Your goal:
The response must consist of all the entries, duplicated without alteration.

Saved data entries:
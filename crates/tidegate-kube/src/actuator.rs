//! Kubernetes Deployment actuator.

use async_trait::async_trait;
use k8s_openapi::api::apps::v1::Deployment;
use kube::api::{Api, PostParams};
use kube::Client;
use tracing::{debug, info};

use tidegate_autoscale::{Actuator, ActuatorError};
use tidegate_core::ReplicaCount;

use crate::retry::with_conflict_retry;

/// Attempts made for one replica change before giving up on conflicts.
pub const MAX_ATTEMPTS: u32 = 3;

/// Scales one `apps/v1` Deployment.
pub struct KubeActuator {
    api: Api<Deployment>,
    namespace: String,
    name: String,
    max_attempts: u32,
}

impl KubeActuator {
    pub fn new(client: Client, namespace: &str, name: &str) -> Self {
        Self {
            api: Api::namespaced(client, namespace),
            namespace: namespace.to_string(),
            name: name.to_string(),
            max_attempts: MAX_ATTEMPTS,
        }
    }

    /// Build a client from the in-cluster service account or local kubeconfig.
    pub async fn from_environment(namespace: &str, name: &str) -> Result<Self, kube::Error> {
        let client = Client::try_default().await?;
        Ok(Self::new(client, namespace, name))
    }

    fn workload(&self) -> String {
        format!("{}/{}", self.namespace, self.name)
    }

    /// One read → mutate → replace cycle.
    async fn apply_once(&self, target: ReplicaCount, attempt: u32) -> Result<(), kube::Error> {
        let mut deployment = self.api.get(&self.name).await?;
        let spec = deployment.spec.get_or_insert_with(Default::default);
        debug!(
            workload = %self.workload(),
            attempt,
            live = ?spec.replicas,
            target,
            "replacing deployment replicas"
        );
        spec.replicas = Some(target);
        self.api
            .replace(&self.name, &PostParams::default(), &deployment)
            .await?;
        Ok(())
    }
}

#[async_trait]
impl Actuator for KubeActuator {
    async fn current_replicas(&self) -> Result<ReplicaCount, ActuatorError> {
        let workload = self.workload();
        let deployment = self
            .api
            .get(&self.name)
            .await
            .map_err(|e| classify(e, &workload))?;

        deployment
            .spec
            .and_then(|spec| spec.replicas)
            .ok_or_else(|| ActuatorError::NotFound(format!("{workload}: spec.replicas unset")))
    }

    async fn set_replicas(&self, target: ReplicaCount) -> Result<(), ActuatorError> {
        let workload = self.workload();
        let result = with_conflict_retry(self.max_attempts, is_conflict, |attempt| {
            self.apply_once(target, attempt)
        })
        .await;

        match result {
            Ok(()) => {
                info!(%workload, target, "deployment replicas updated");
                Ok(())
            }
            Err(failure) if is_conflict(&failure.error) => Err(ActuatorError::Conflict {
                workload,
                attempts: failure.attempts,
            }),
            Err(failure) => Err(classify(failure.error, &workload)),
        }
    }
}

fn is_conflict(err: &kube::Error) -> bool {
    matches!(err, kube::Error::Api(resp) if resp.code == 409)
}

fn classify(err: kube::Error, workload: &str) -> ActuatorError {
    match err {
        kube::Error::Api(resp) if resp.code == 404 => ActuatorError::NotFound(workload.to_string()),
        other => ActuatorError::Api(other.to_string()),
    }
}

Result for this exercise:
filename crates/tidegate-kube/src/actuator.rs
//! Kubernetes Deployment actuator.

use async_trait::async_trait;
use k8s_openapi::api::apps::v1::Deployment;
use kube::api::{Api, PostParams};
use kube::Client;
use tracing::{debug, info};

use tidegate_autoscale::{Actuator, ActuatorError};
use tidegate_core::ReplicaCount;

use crate::retry::with_conflict_retry;

/// Attempts made for one replica change before giving up on conflicts.
pub const MAX_ATTEMPTS: u32 = 3;

/// Scales one `apps/v1` Deployment.
pub struct KubeActuator {
    api: Api<Deployment>,
    namespace: String,
    name: String,
    max_attempts: u32,
}

impl KubeActuator {
    pub fn new(client: Client, namespace: &str, name: &str) -> Self {
        Self {
            api: Api::namespaced(client, namespace),
            namespace: namespace.to_string(),
            name: name.to_string(),
            max_attempts: MAX_ATTEMPTS,
        }
    }

    /// Build a client from the in-cluster service account or local kubeconfig.
    pub async fn from_environment(namespace: &str, name: &str) -> Result<Self, kube::Error> {
        let client = Client::try_default().await?;
        Ok(Self::new(client, namespace, name))
    }

    fn workload(&self) -> String {
        format!("{}/{}", self.namespace, self.name)
    }

    /// One read → mutate → replace cycle.
    async fn apply_once(&self, target: ReplicaCount, attempt: u32) -> Result<(), kube::Error> {
        let mut deployment = self.api.get(&self.name).await?;
        let spec = deployment.spec.get_or_insert_with(Default::default);
        debug!(
            workload = %self.workload(),
            attempt,
            live = ?spec.replicas,
            target,
            "replacing deployment replicas"
        );
        spec.replicas = Some(target);
        self.api
            .replace(&self.name, &PostParams::default(), &deployment)
            .await?;
        Ok(())
    }
}

#[async_trait]
impl Actuator for KubeActuator {
    async fn current_replicas(&self) -> Result<ReplicaCount, ActuatorError> {
        let workload = self.workload();
        let deployment = self
            .api
            .get(&self.name)
            .await
            .map_err(|e| classify(e, &workload))?;

        deployment
            .spec
            .and_then(|spec| spec.replicas)
            .ok_or_else(|| ActuatorError::NotFound(format!("{workload}: spec.replicas unset")))
    }

    async fn set_replicas(&self, target: ReplicaCount) -> Result<(), ActuatorError> {
        let workload = self.workload();
        let result = with_conflict_retry(self.max_attempts, is_conflict, |attempt| {
            self.apply_once(target, attempt)
        })
        .await;

        match result {
            Ok(()) => {
                info!(%workload, target, "deployment replicas updated");
                Ok(())
            }
            Err(failure) if is_conflict(&failure.error) => Err(ActuatorError::Conflict {
                workload,
                attempts: failure.attempts,
            }),
            Err(failure) => Err(classify(failure.error, &workload)),
        }
    }
}

fn is_conflict(err: &kube::Error) -> bool {
    matches!(err, kube::Error::Api(resp) if resp.code == 409)
}

fn classify(err: kube::Error, workload: &str) -> ActuatorError {
    match err {
        kube::Error::Api(resp) if resp.code == 404 => ActuatorError::NotFound(workload.to_string()),
        other => ActuatorError::Api(other.to_string()),
    }
}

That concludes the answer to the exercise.